## Exercise instructions
Filter this data down to the lines that hold "source", and copy them.

## Dataset extract
'''
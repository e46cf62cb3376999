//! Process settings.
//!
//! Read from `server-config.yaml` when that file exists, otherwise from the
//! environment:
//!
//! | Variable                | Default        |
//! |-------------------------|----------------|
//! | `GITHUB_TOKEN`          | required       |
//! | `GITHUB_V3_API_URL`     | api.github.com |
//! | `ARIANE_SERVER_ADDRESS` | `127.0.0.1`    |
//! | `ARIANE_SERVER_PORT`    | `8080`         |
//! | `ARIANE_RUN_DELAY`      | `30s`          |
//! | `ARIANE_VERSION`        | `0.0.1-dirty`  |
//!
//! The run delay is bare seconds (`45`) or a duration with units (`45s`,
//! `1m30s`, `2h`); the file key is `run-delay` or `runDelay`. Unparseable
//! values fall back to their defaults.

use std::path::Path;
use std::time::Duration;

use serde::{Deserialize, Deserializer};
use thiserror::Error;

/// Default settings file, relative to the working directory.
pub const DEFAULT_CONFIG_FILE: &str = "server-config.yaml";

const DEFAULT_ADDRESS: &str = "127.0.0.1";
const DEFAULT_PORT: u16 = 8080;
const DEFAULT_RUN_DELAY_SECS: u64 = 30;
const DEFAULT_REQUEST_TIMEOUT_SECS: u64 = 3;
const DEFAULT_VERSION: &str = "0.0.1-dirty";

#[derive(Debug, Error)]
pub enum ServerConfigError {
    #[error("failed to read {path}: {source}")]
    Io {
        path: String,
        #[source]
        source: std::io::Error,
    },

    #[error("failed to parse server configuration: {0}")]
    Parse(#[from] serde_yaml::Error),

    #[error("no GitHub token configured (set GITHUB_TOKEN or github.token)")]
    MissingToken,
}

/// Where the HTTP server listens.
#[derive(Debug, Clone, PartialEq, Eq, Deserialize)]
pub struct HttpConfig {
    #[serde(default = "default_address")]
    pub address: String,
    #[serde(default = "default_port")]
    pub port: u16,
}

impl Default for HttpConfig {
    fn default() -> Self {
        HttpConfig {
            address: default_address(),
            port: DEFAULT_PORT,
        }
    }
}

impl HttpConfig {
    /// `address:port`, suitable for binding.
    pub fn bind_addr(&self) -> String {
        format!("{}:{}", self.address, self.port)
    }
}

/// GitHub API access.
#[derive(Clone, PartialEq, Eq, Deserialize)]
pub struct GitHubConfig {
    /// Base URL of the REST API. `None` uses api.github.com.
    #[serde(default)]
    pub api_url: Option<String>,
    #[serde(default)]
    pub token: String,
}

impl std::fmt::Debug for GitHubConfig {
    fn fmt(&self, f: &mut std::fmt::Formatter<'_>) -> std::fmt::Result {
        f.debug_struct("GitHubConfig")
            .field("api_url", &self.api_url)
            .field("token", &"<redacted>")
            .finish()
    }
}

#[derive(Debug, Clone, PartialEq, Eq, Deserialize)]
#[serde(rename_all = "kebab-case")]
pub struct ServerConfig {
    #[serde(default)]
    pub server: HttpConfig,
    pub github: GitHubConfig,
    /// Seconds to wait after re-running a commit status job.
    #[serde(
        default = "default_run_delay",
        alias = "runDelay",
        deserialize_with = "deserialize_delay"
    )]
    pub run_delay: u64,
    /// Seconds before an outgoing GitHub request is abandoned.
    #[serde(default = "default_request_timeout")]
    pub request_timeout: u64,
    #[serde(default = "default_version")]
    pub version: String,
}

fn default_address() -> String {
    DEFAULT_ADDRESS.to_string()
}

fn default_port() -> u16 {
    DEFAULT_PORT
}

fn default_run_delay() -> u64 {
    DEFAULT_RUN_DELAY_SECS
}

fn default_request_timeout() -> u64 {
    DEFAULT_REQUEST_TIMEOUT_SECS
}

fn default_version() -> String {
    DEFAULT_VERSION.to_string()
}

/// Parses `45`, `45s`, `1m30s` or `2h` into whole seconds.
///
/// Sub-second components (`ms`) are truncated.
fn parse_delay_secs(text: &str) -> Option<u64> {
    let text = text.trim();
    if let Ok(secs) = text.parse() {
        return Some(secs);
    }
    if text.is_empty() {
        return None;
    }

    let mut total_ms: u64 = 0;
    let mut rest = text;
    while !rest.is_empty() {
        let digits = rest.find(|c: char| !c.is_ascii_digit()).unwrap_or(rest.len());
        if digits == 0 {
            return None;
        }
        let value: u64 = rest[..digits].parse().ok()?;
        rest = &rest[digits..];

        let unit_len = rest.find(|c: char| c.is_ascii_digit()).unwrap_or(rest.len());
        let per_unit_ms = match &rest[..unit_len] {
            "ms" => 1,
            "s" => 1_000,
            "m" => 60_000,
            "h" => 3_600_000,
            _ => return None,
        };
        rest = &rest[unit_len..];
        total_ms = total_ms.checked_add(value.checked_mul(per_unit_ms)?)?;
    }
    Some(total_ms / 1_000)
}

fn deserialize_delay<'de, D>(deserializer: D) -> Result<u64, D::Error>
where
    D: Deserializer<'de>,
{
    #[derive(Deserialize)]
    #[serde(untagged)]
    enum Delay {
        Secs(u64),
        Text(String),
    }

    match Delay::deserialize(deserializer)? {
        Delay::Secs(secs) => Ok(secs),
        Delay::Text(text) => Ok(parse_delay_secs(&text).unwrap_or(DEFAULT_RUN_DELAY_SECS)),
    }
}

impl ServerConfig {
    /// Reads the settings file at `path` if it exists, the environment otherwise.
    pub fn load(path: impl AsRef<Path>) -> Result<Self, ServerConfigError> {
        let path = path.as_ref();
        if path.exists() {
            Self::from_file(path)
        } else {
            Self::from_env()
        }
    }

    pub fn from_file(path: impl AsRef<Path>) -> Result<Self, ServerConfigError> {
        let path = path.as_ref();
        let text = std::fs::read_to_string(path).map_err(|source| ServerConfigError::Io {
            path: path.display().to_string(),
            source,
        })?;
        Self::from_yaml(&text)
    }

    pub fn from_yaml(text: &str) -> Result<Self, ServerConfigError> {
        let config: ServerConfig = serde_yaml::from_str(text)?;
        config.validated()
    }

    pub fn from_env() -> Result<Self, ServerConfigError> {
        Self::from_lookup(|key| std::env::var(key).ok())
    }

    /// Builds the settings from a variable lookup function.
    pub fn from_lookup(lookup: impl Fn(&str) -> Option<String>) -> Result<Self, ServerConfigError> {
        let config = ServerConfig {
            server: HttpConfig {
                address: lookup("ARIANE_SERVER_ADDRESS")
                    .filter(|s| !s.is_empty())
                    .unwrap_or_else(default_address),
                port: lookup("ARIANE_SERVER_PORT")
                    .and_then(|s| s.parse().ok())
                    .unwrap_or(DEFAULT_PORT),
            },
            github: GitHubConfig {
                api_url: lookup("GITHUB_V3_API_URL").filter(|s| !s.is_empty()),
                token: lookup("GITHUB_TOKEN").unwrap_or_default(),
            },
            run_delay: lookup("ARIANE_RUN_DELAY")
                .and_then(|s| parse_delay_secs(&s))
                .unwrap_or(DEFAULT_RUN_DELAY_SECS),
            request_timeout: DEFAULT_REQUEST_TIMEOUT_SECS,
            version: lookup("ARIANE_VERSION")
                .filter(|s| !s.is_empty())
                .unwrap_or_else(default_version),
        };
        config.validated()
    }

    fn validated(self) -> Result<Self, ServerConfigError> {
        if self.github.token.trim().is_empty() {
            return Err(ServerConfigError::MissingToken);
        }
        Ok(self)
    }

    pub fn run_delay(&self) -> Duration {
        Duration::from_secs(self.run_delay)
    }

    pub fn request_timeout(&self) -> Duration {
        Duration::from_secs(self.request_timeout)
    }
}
'''
## Answer box
    #[error("failed to read {path}: {source}")]
        #[source]
        source: std::io::Error,
        let text = std::fs::read_to_string(path).map_err(|source| ServerConfigError::Io {
            source,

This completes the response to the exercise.